Adanya hipoksemia menetap, hiperkapnea, dan asidosis atau pembesaran ventrikel kanan pada radiogram menunjukan kemungkinan penyakit paru-paru yang mendasarinya. Adanya emfisema cenderung mengaburkan gambaran diagnosis kor pulmonale. Dispnea timbul sebagai gejala emfisema dengan atau tanpa kor pulmonale. Dispnea yang memburuk dengan mendadak atau kelelahan, siknop pada waktu bekerja, atau rasa tidak enak angina pada substernal mengisyaratkan keterlibatan jantung. Tanda-tanda fisik dari hipertensi pulmonal berupa kuat angkat sistolik pada area parasternal, mengerasnya bunyi pulmonik kedua,dan bising akibat insufisiensi katup trikispidalis dan pulmonalis, irama gallop (S3 dan S4) distensi vena jugularis dengan gelombang A yang menonjol, hepatomegali, dan edema perifer dapat terlihat pada pasien dengan gagal ventrikel kanan.

PENATALAKSANAAN.
Penanganan kor pulmonle ditujukan untuk memperbaiki hipoksia alveolar (dan vasokontriksi paru-paru yang diakibatkanya) dengan pemberian oksigen konsentrasi rendah dengan hati-hati. Pemakaian O2 yang terus menerus dapat menurunkan hipertensi pulmonal, polisitemia, dan takipnea; memperbaiki keadaan umum, dan mengurangi mortalitas (kersten,1989). Bronkodilator dan antibiotik membantu meredakan obstruksi aliran udara pada pasien-pasien PPOM (COPD).
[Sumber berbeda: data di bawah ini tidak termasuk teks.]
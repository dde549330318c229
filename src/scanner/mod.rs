pub mod metadata;

use crate::SUPPORTED_EXTENSIONS;
use std::path::{Path, PathBuf};
use walkdir::{DirEntry, WalkDir};

/// Recursively collect supported audio files beneath `dir`, in discovery order.
///
/// Hidden files and directories are skipped. Never fails: unreadable entries
/// are logged and left out, so an unreadable root yields an empty list.
pub fn scan_dir(dir: &Path) -> Vec<PathBuf> {
    let mut audio_files = Vec::new();

    let walker = WalkDir::new(dir)
        .follow_links(true)
        .sort_by_file_name()
        .into_iter()
        .filter_entry(|e| e.depth() == 0 || !is_hidden(e));

    for entry in walker {
        let entry = match entry {
            Ok(entry) => entry,
            Err(e) => {
                log::debug!("Skipping unreadable entry under {}: {}", dir.display(), e);
                continue;
            }
        };
        if !entry.file_type().is_file() {
            continue;
        }
        if is_supported(entry.path()) {
            audio_files.push(entry.into_path());
        }
    }

    audio_files
}

/// True when the extension is one of the supported audio formats (any case).
pub fn is_supported(path: &Path) -> bool {
    let ext = path
        .extension()
        .and_then(|e| e.to_str())
        .unwrap_or("")
        .to_lowercase();
    SUPPORTED_EXTENSIONS.contains(&ext.as_str())
}

fn is_hidden(entry: &DirEntry) -> bool {
    entry
        .file_name()
        .to_str()
        .map(|s| s.starts_with('.'))
        .unwrap_or(false)
}

/// Canonical absolute form of `path`, used for duplicate detection.
///
/// Falls back to a lexically absolute path when the file does not exist
/// (e.g. a library entry whose file was moved away).
pub fn standardize_path(path: &Path) -> PathBuf {
    std::fs::canonicalize(path)
        .or_else(|_| std::path::absolute(path))
        .unwrap_or_else(|_| path.to_path_buf())
}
Pembatasan cairan yang masuk dan diuretik mengurangi tanda-tanda yang timbul akibat gaagal ventrikel kanan. Terapi antikoagulansia jangka panjang diperlukan jika terdapat emboli paru-paru berulang.

Pustaka :

A. Price Sylvia, M. Wilson Lorraine, Patofisiologi, Konsep Klinis Proses-Proses Penyakit, Buku 2, EGC, Jakarta, 1995.